Grear "established policies and procedures for and supervised the ordering, supplying, dispensing and/or administration of anesthesia at the clinic," some of the state court lawsuits say.

The patients say in the suits they were treated with "contaminated medical equipment and/or medications that were previously exposed to unknown persons at the clinic," including vials of propofol.

The insurance company says in the lawsuit that Grear has denied wrongdoing.

The company says the professional liability policies it provided Grear limited its liability to $1 million for each claim up to a cap of $6 million between Oct. 15, 2004, and Oct, 15, 2006. The policy had limits of $1 million per claim up to a cap of $3 million from Oct. 15, 2006, to Oct. 15, 2008, the lawsuit says.

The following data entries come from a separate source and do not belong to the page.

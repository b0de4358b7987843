use sea_orm_migration::{prelude::*, schema::*};

use super::{
    m20241015_000001_create_user_table::User, m20241015_000002_create_club_table::Club,
};

#[derive(DeriveMigrationName)]
pub struct Migration;

#[async_trait::async_trait]
impl MigrationTrait for Migration {
    async fn up(&self, manager: &SchemaManager) -> Result<(), DbErr> {
        manager
            .create_table(
                Table::create()
                    .table(ClubSubscription::Table)
                    .if_not_exists()
                    .col(integer(ClubSubscription::UserId))
                    .col(integer(ClubSubscription::ClubId))
                    .col(
                        timestamp(ClubSubscription::JoinedAt)
                            .default(Expr::current_timestamp())
                            .not_null(),
                    )
                    .primary_key(
                        Index::create()
                            .name("pk_club_subscription")
                            .col(ClubSubscription::UserId)
                            .col(ClubSubscription::ClubId),
                    )
                    .foreign_key(
                        ForeignKey::create()
                            .name("fk_club_subscription_user_id")
                            .from(ClubSubscription::Table, ClubSubscription::UserId)
                            .to(User::Table, User::Id)
                            .on_delete(ForeignKeyAction::Cascade)
                            .on_update(ForeignKeyAction::Cascade),
                    )
                    .foreign_key(
                        ForeignKey::create()
                            .name("fk_club_subscription_club_id")
                            .from(ClubSubscription::Table, ClubSubscription::ClubId)
                            .to(Club::Table, Club::Id)
                            .on_delete(ForeignKeyAction::Cascade)
                            .on_update(ForeignKeyAction::Cascade),
                    )
                    .to_owned(),
            )
            .await?;

        manager
            .create_index(
                Index::create()
                    .name("idx_club_subscription_club_id")
                    .table(ClubSubscription::Table)
                    .col(ClubSubscription::ClubId)
                    .to_owned(),
            )
            .await
    }

    async fn down(&self, manager: &SchemaManager) -> Result<(), DbErr> {
        manager
            .drop_table(Table::drop().table(ClubSubscription::Table).to_owned())
            .await
    }
}

#[derive(DeriveIden)]
pub enum ClubSubscription {
    Table,
    UserId,
    ClubId,
    JoinedAt,
}
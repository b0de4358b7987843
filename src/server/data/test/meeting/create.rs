use super::*;

/// Tests scheduling a meeting for an existing club.
///
/// Expected: Ok with the given event name and time and a server-assigned `created_at`
#[tokio::test]
async fn creates_meeting() -> Result<(), DbErr> {
    let test = TestBuilder::new().with_club_tables().build().await.unwrap();
    let db = test.db.as_ref().unwrap();

    let (_, club) = factory::helpers::create_club_with_owner(db).await?;
    let meeting_time = Utc.with_ymd_and_hms(2030, 1, 5, 18, 0, 0).unwrap();
    let before = Utc::now();

    let meeting = MeetingRepository::new(db)
        .create(CreateMeetingParams {
            club_id: club.id,
            event_name: "Weekly Match".to_string(),
            meeting_time,
        })
        .await?;

    assert!(meeting.id > 0);
    assert_eq!(meeting.club_id, club.id);
    assert_eq!(meeting.event_name, "Weekly Match");
    assert_eq!(meeting.meeting_time, meeting_time);
    assert!(meeting.created_at >= before);

    Ok(())
}

/// Tests several meetings at the same time are allowed for one club.
///
/// Expected: Ok for both inserts with distinct ids
#[tokio::test]
async fn allows_duplicate_times() -> Result<(), DbErr> {
    let test = TestBuilder::new().with_club_tables().build().await.unwrap();
    let db = test.db.as_ref().unwrap();

    let (_, club) = factory::helpers::create_club_with_owner(db).await?;
    let meeting_time = Utc.with_ymd_and_hms(2030, 1, 5, 18, 0, 0).unwrap();

    let repo = MeetingRepository::new(db);
    let first = repo
        .create(CreateMeetingParams {
            club_id: club.id,
            event_name: "A".to_string(),
            meeting_time,
        })
        .await?;
    let second = repo
        .create(CreateMeetingParams {
            club_id: club.id,
            event_name: "B".to_string(),
            meeting_time,
        })
        .await?;

    assert_ne!(first.id, second.id);
    assert_eq!(repo.get_by_club(club.id).await?.len(), 2);

    Ok(())
}

/// Tests scheduling a meeting for a club that does not exist.
///
/// Expected: Err from the foreign key constraint
#[tokio::test]
async fn fails_for_unknown_club() -> Result<(), DbErr> {
    let test = TestBuilder::new().with_club_tables().build().await.unwrap();
    let db = test.db.as_ref().unwrap();

    let result = MeetingRepository::new(db)
        .create(CreateMeetingParams {
            club_id: 404,
            event_name: "Nowhere".to_string(),
            meeting_time: Utc::now(),
        })
        .await;

    assert!(result.is_err());

    Ok(())
}
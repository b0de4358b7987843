//! User domain model.
//!
//! Users are provisioned by the external authentication service; this backend only
//! reads them to resolve callers and to join creator and subscriber names.

use crate::model::user::UserDto;

#[derive(Debug, Clone, PartialEq)]
pub struct User {
    pub id: i32,
    pub username: String,
    pub email: String,
}

impl User {
    pub fn from_entity(entity: entity::user::Model) -> Self {
        Self {
            id: entity.id,
            username: entity.username,
            email: entity.email,
        }
    }

    pub fn into_dto(self) -> UserDto {
        UserDto {
            id: self.id,
            username: self.username,
            email: self.email,
        }
    }
}
//! Business logic layer.
//!
//! Services orchestrate repositories for one domain each. Every operation takes the
//! authenticated caller id as an explicit argument where it matters; nothing is read
//! from ambient state. Writes that span several statements, or that depend on an
//! ownership check, run inside a single database transaction.

pub mod club;
pub mod meeting;
pub mod notification;
pub mod ownership;
pub mod subscription;
pub mod transaction;

#[cfg(test)]
mod test;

The patients and their family members the insurance company is suing in federal court are themselves suing Grear and others in Clark County District Court and are seeking "well in excess" of $1 million from Grear's malpractice insurance, the company says.

But the Endoscopy Center claims "must be considered a single claim, subject to a single $1 million each claim indemnity limit of liability," the insurance company says in its lawsuit.

"All of Grear’s alleged acts and omissions with respect to the anesthesia constitute a single act or omission or are logically and/or causally connected by a common fact, circumstance, situation, transaction, event, advice, and/or decision," the lawsuit says.

Friday's lawsuit is only the latest in a series of legal actions filed in state court, federal court and the Endoscopy Center's bankruptcy case in which insurance companies are seeking to limit their liability to the endoscopy patients.

A related police investigation of Desai and other medical personnel associated with his clinics has been turned over to prosecutors for their review.